Mercredi midi. Mon téléphone vibre dans le silence de l’appart. C’est lui, le nouveau du palier d’en face. On s’est croisés au parc la semaine dernière avec mon mari. Café rapide, numéros échangés, photos coquines. Ce texto : ‘Tu viens nous rejoindre ?’ Avec sa photo de moi, jupe relevée, bas noirs et string visible près du château.
J’hésite pas. ‘J’arrive.’ Je descends les escaliers vite, talons claquant sur le béton usé. Le palier sent le repas des voisins. Bruits de vaisselle chez la vieille du 3e. Je pousse la porte cochère, traverse la rue pavée vers le parc. Soleil tape. Vent léger.
L’Approche : tension sur le palier et en ascenseur
Ils sont là, dans l’herbe. Lui sourit. Mon mari chuchote : ‘La photo a marché.’ Je m’assois, jambes gainées frottant l’herbe. Regards complices. ‘String trempé déjà’, glisse-t-il. Je rougis, mais souris. On rit nerveux. ‘Allons chez nous. Plus frais.’ On file vers l’immeuble, près de la mairie. Portail grince. Couloir sombre, échos de pas lointains.
Ascenseur étroit. Je suis entre eux. Corps serrés. Mes bas glissent sur leurs pantalons. Tension monte. Odeur de désir. J’ose : mains sur leurs bosses dures. Ils grognent bas. Mon mari bloque l’ascenseur. Ding ! Arrêt brutal. ‘Détrempée’, je murmure. Il dit : ‘Vérifie.’ Main du voisin sur ma cuisse. Nylon tiède. Remonte. Jarretelle. Peau nue. Doigt sur dentelle. Pousse. Mouille épaisse. Je gémis étouffé – voisins en bas, pas question d’alerter.
Son majeur s’enfonce. Chatte pulse. Autre main sur fesse. String écarté. Je cambre. Sa queue palpite sous ma paume.
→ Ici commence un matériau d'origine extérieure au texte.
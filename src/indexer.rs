// Copyright (c) Microsoft Corporation.
// Licensed under the MIT License.

//! Static pre-filter for candidate rules.
//!
//! A rule whose body requires `input.user = "owner"` can never succeed when
//! `input.user` is something else, so the evaluator skips it without
//! running the body. Only constraints that every derivation of the rule
//! must satisfy are extracted, which keeps the result set unchanged.

use crate::ast::*;
use crate::compiler::UsedRef;
use crate::value::*;

use std::collections::BTreeMap;

use anyhow::Result;

/// `path` must evaluate to `value` for the rule to produce anything.
#[derive(Debug, Clone, PartialEq, Eq)]
pub struct IndexConstraint {
    /// Ground ref rooted at `input` or at base `data`.
    pub path: Term,
    pub value: Value,
}

/// Tells whether a `data` ref reaches into or above a rule.
pub type IsVirtual<'a> = &'a dyn Fn(&[Term]) -> bool;

/// Collects the equality constraints of `rule`'s body.
///
/// Rules with an else chain are not indexed: a later branch may succeed
/// exactly when an earlier constraint does not hold.
pub fn rule_constraints(
    rule: &Rule,
    globals: &BTreeMap<Var, UsedRef>,
    is_virtual: IsVirtual,
) -> Vec<IndexConstraint> {
    if rule.default || rule.else_rule.is_some() {
        return vec![];
    }

    // Vars bound directly to refs in the body.
    let mut locals: BTreeMap<&Var, &Term> = BTreeMap::new();
    for expr in rule.body.iter().filter(|e| !e.negated && e.is_equality()) {
        match expr.operands() {
            [Term { value: Value::Var(v), .. }, r @ Term { value: Value::Ref(_), .. }]
            | [r @ Term { value: Value::Ref(_), .. }, Term { value: Value::Var(v), .. }] => {
                locals.insert(v, r);
            }
            _ => (),
        }
    }

    let resolve = |t: &Term| -> Option<Term> {
        let path = match &t.value {
            Value::Var(v) => match locals.get(v) {
                Some(r) => (*r).clone(),
                None => globals.get(v)?.path.clone(),
            },
            Value::Ref(_) => t.clone(),
            _ => return None,
        };
        indexable(&path, is_virtual).then_some(path)
    };

    let mut constraints = vec![];
    for expr in rule.body.iter().filter(|e| !e.negated) {
        let is_comparison = expr.is_equality()
            || expr
                .operator()
                .and_then(operator_name)
                .is_some_and(|n| n == "equal");
        if !is_comparison {
            continue;
        }
        let [lhs, rhs] = expr.operands() else {
            continue;
        };
        let constraint = match (lhs.is_ground(), rhs.is_ground()) {
            (false, true) => resolve(lhs).map(|path| (path, rhs)),
            (true, false) => resolve(rhs).map(|path| (path, lhs)),
            _ => None,
        };
        if let Some((path, value)) = constraint {
            constraints.push(IndexConstraint {
                path,
                value: value.value.clone(),
            });
        }
    }
    constraints
}

// Ground refs into input, or into data outside of any rule.
fn indexable(path: &Term, is_virtual: IsVirtual) -> bool {
    let Some(terms) = path.value.as_ref_terms() else {
        return false;
    };
    let Some((head, rest)) = terms.split_first() else {
        return false;
    };
    if !rest.iter().all(Term::is_ground) {
        return false;
    }
    match head.as_var().map(Var::as_str) {
        Some("input") => true,
        Some("data") => !is_virtual(terms),
        _ => false,
    }
}

/// Checks the constraints of a rule using `lookup` to read paths.
/// An undefined path fails the constraint.
pub fn satisfies(
    constraints: &[IndexConstraint],
    lookup: &mut dyn FnMut(&Term) -> Result<Option<Value>>,
) -> Result<bool> {
    for c in constraints {
        match lookup(&c.path)? {
            Some(v) if v == c.value => (),
            _ => return Ok(false),
        }
    }
    Ok(true)
}
// Copyright (c) Microsoft Corporation.
// Licensed under the MIT License.

#![cfg(test)]

use anyhow::Result;
use regolith::unstable::{HashCode, TypedHashMap};
use regolith::*;

#[derive(Clone, Debug)]
struct Key(String);

// Case-insensitive keys. The hash must agree with the equality.
impl HashCode for Key {
    fn hash_code(&self) -> u64 {
        self.0
            .to_lowercase()
            .bytes()
            .fold(17u64, |h, b| h.wrapping_mul(31).wrapping_add(b as u64))
    }
}

fn key_eq(a: &Key, b: &Key) -> bool {
    a.0.eq_ignore_ascii_case(&b.0)
}

// Every key lands in the same bucket.
#[derive(Clone, Debug, PartialEq)]
struct Colliding(u32);

impl HashCode for Colliding {
    fn hash_code(&self) -> u64 {
        42
    }
}

fn colliding_eq(a: &Colliding, b: &Colliding) -> bool {
    a == b
}

#[test]
fn injected_equality() {
    let mut m = TypedHashMap::<Key, i32>::new(key_eq);
    m.put(Key("Alice".to_string()), 1);
    m.put(Key("ALICE".to_string()), 2);

    assert_eq!(m.len(), 1);
    assert_eq!(m.get(&Key("alice".to_string())), Some(&2));
    assert!(m.contains_key(&Key("aLiCe".to_string())));
    assert_eq!(m.delete(&Key("alice".to_string())), Some(2));
    assert!(m.is_empty());
    assert_eq!(m.delete(&Key("alice".to_string())), None);
}

#[test]
fn colliding_keys_chain() {
    let mut m = TypedHashMap::<Colliding, u32>::new(colliding_eq);
    for i in 0..10 {
        m.put(Colliding(i), i * 10);
    }
    assert_eq!(m.len(), 10);
    for i in 0..10 {
        assert_eq!(m.get(&Colliding(i)), Some(&(i * 10)));
    }

    m.delete(&Colliding(3));
    assert_eq!(m.len(), 9);
    assert_eq!(m.get(&Colliding(3)), None);
    assert_eq!(m.get(&Colliding(4)), Some(&40));
}

#[test]
fn copy_and_update_do_not_alias() {
    let mut a = TypedHashMap::<Colliding, &str>::new(colliding_eq);
    a.put(Colliding(1), "one");

    let mut b = a.copy();
    b.put(Colliding(2), "two");
    assert_eq!(a.len(), 1);
    assert_eq!(b.len(), 2);

    let mut other = TypedHashMap::<Colliding, &str>::new(colliding_eq);
    other.put(Colliding(1), "uno");
    let merged = b.update(&other);
    assert_eq!(merged.get(&Colliding(1)), Some(&"uno"));
    assert_eq!(merged.get(&Colliding(2)), Some(&"two"));
    assert_eq!(b.get(&Colliding(1)), Some(&"one"));
}

#[test]
fn value_map_structural_keys() -> Result<()> {
    let mut m = ValueMap::new();
    m.put(Value::from_json_str(r#"{"a": [1, 2]}"#)?, Value::from("first"));
    m.put(Value::from_json_str(r#"{"a": [1, 2.0]}"#)?, Value::from("second"));

    assert_eq!(m.len(), 1);
    assert_eq!(
        m.get(&Value::from_json_str(r#"{"a": [1, 2]}"#)?),
        Some(&Value::from("second"))
    );

    m.delete(&Value::from_json_str(r#"{"a": [1, 2]}"#)?);
    assert!(m.is_empty());
    Ok(())
}

#[test]
fn value_map_equal() {
    let mut a = ValueMap::new();
    let mut b = ValueMap::new();
    a.put(Value::from("x"), Value::from(1));
    b.put(Value::from("x"), Value::from(1));
    assert!(a.equal(&b));

    b.put(Value::from("x"), Value::from(2));
    assert!(!a.equal(&b));

    b.put(Value::from("x"), Value::from(1));
    b.put(Value::from("y"), Value::from(1));
    assert!(!a.equal(&b));
    assert!(!b.equal(&a));
}

// `equal` walks the receiver only; the size check is what keeps it
// symmetric. Maps of equal size with the receiver's entries all present in
// the other are equal.
#[test]
fn value_map_equal_walks_one_direction() {
    let mut a = ValueMap::new();
    let mut b = ValueMap::new();
    a.put(Value::from(1), Value::Null);
    a.put(Value::from(2), Value::Null);
    b.put(Value::from(2), Value::Null);
    b.put(Value::from(1), Value::Null);
    assert!(a.equal(&b) && b.equal(&a));

    let empty = ValueMap::new();
    assert!(empty.equal(&ValueMap::new()));
    assert!(!empty.equal(&a));
}

#[test]
fn value_map_to_json() -> Result<()> {
    let mut m = ValueMap::new();
    m.put(Value::from("k"), Value::from_json_str("[1, true]")?);
    assert_eq!(
        m.to_json()?,
        r#"[{"name":"\"k\"","type":"array","value":[1,true]}]"#
    );

    let copy = m.copy();
    m.put(Value::from("j"), Value::Null);
    assert_eq!(copy.len(), 1);
    assert_eq!(m.len(), 2);
    Ok(())
}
Il montre doigt luisant. Je l’attrape, le suce. Goût salé, intime. Mari débloque. Portes s’ouvrent au 4e. Palier désert, mais on sait : la famille du 5 bruit toujours.
J’ouvre la porte. Dedans, rideaux tirés. Vue sur la rue animée, mairie en face. Risque d’yeux curieux. Je vire escarpins. Jupe tombe. Corsage déboutonné. Soutif mauve. String assorti. Je m’approche du voisin. Corps contre corps. Sa bosse moite. Odeur mâle. Je défais sa ceinture. Pantalon glisse. String tendu, humide.
L’Explosion : baise sauvage dans l’appart voisin
‘T’es notre jouet’, dis-je bas. Il rit nerveux. Mon mari caresse ses fesses. Voisin se cambre sur table. ‘Offre-toi.’ On lui met mes bas noirs. Nylon sur poils, excitant. Il goutte déjà. Mari malaxe. ‘Trempé comme une chienne.’ Doigts à sa bouche. Il lèche sa propre mouille. Goulu.
Je vire soutif. Seins durs. Lui son string. Bite raide. Mari exhibe tissu poisseux. ‘Lèche, salope.’ Voisin obéit, langue sur tissu. Moi à genoux. Branle sa queue. Gland sur mes seins. Mari frotte queue sur ses cuisses nylon. Il jouit fort. Giclées chaudes sur ma poitrine. Éclabousse.
‘Tout nettoyer.’ Sur table, dos cambré. Vue fenêtre : passants en bas. Il lèche sperme. Langue chaude. Je gémis bas. Mari en bouche. Je suce fort. Main du voisin sur ma chatte. Doigt fouille. Clito gonflé. Mouille coule. J’explose, corps secoué. Mari jouit gorge profonde. Avalé.
Horloge sonne. ‘Tard.’ Il s’habille vite. Bas jetés. String moite. Porte claque soft. Il traverse palier. Bruits voisins : télé allumée. Il rentre chez lui, deux portes plus loin. Moi ? Je reste. Corps brûlant. Sperme séché. String trempé colle cuisses. Je ferme rideaux. Eau froide douche rapide. Reprends vie normale. Café, vaisselle. Voisins passent, saluent innocents. Mon secret palpite encore. Demain, peut-être l’ascenseur encore.